### [TASK TO COMPLETE]
Using the listing below, say how many of its lines hold "stdout". Offer nothing beyond the number.

### [SUPPLIED ENTRIES]

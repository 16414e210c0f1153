//! perplx - ask a question, watch the answer stream in.
//!
//! Prompts for a single question, streams the answer from an LLM API and
//! re-renders it as Markdown on every fragment, with a spinner underneath
//! until the answer is complete. Press `q`, `Esc` or `Ctrl+C` to stop early.

mod config;
mod llm;
mod logging;
mod render;
mod runner;
mod session;
mod spinner;
mod theme;
mod ui;

use anyhow::{Context, Result};
use clap::{Parser, Subcommand};
use config::Config;
use crossterm::event::EventStream;
use render::TermimadRenderer;
use session::{FinishCause, SessionState, StreamingSession};
use spinner::Spinner;
use std::io;
use theme::Theme;
use tracing::{debug, error, info};
use ui::{InlineViewport, PromptResult, RawModeGuard};

const PROMPT_TITLE: &str = "ʕ·ᴥ·ʔ Ask anything...";

#[derive(Parser)]
#[command(name = "perplx")]
#[command(author, version, about = "Ask anything, read the answer as it streams in")]
struct Cli {
    /// Pre-fill the question prompt
    #[arg(value_name = "QUERY")]
    query: Option<String>,

    /// Override the configured model
    #[arg(short = 'm', long, value_name = "MODEL")]
    model: Option<String>,

    #[command(subcommand)]
    command: Option<Commands>,
}

#[derive(Subcommand)]
enum Commands {
    /// Write a default config file if there is none and print its path
    Config,
}

#[tokio::main]
async fn main() {
    let cli = Cli::parse();

    if let Ok(path) = Config::log_path() {
        logging::init(&path);
    }

    let result = match cli.command {
        Some(Commands::Config) => handle_config(),
        None => handle_ask(cli.query, cli.model).await,
    };

    if let Err(e) = result {
        error!("{:#}", e);
        eprintln!("Error: {:#}", e);
        std::process::exit(1);
    }
}

/// Handle the config command.
fn handle_config() -> Result<()> {
    let config_path = Config::config_path()?;

    if !config_path.exists() {
        Config::default().save()?;
        println!("Created default config at {}", config_path.display());
    } else {
        println!("{}", config_path.display());
    }

    let config = Config::load()?;
    println!("Backend: {} ({})", config.backend_type(), config.model_name());

    Ok(())
}

/// Ask one question and stream the answer.
async fn handle_ask(query: Option<String>, model: Option<String>) -> Result<()> {
    let config = Config::load().context("Failed to load configuration")?;
    let theme = Theme::from_kind(config.display.theme);

    let backend = llm::create_backend(&config.backend, model)
        .context("Failed to set up the LLM backend")?;
    info!("Using backend: {} ({})", backend.name(), backend.model());

    let mut stdout = io::stdout();
    ui::banner::print_banner(&mut stdout, &theme)?;

    let question = match ui::prompt_line(PROMPT_TITLE, query, &theme)? {
        PromptResult::Question(q) => q,
        PromptResult::Cancelled => {
            info!("No question asked");
            return Ok(());
        }
    };
    ui::banner::echo_question(&mut stdout, &theme, &question)?;

    let (width, rows) = crossterm::terminal::size().unwrap_or((80, 24));
    let renderer = TermimadRenderer::new(&theme, usize::from(width));
    let spinner = Spinner::new(config.display.spinner);
    let mut session = StreamingSession::new(question.clone(), renderer, spinner);
    let mut viewport = InlineViewport::new(usize::from(rows))
        .with_footer_style(theme.muted_style());
    debug!("Streaming answer to: {}", session.prompt());

    {
        let _raw = RawModeGuard::enable().context("Failed to prepare the terminal")?;
        runner::run(
            &mut session,
            backend.open_stream(&question),
            EventStream::new(),
            config.display.tick_interval(),
            &mut viewport,
            &mut stdout,
        )
        .await?;
    }

    match (session.state(), session.cause()) {
        (SessionState::Done, Some(FinishCause::StreamError(message))) => {
            eprintln!(
                "{}",
                theme
                    .error_style()
                    .apply(format!("(answer interrupted: {})", message))
            );
        }
        (SessionState::Cancelled, _) => {
            eprintln!("{}", theme.muted_style().apply("(cancelled)"));
        }
        _ => {}
    }

    Ok(())
}
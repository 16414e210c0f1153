use crossterm::{
    cursor::{Hide, Show},
    execute,
    terminal::{disable_raw_mode, enable_raw_mode},
};
use std::io;

/// Raw mode with a hidden cursor for as long as the guard lives.
///
/// Raw mode lets a single `q` keypress cancel the answer without Enter.
pub struct RawModeGuard;

impl RawModeGuard {
    pub fn enable() -> io::Result<Self> {
        enable_raw_mode()?;
        let guard = Self;
        execute!(io::stdout(), Hide)?;
        Ok(guard)
    }
}

impl Drop for RawModeGuard {
    fn drop(&mut self) {
        let _ = execute!(io::stdout(), Show);
        let _ = disable_raw_mode();
    }
}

### [EXERCISE RESULT]
6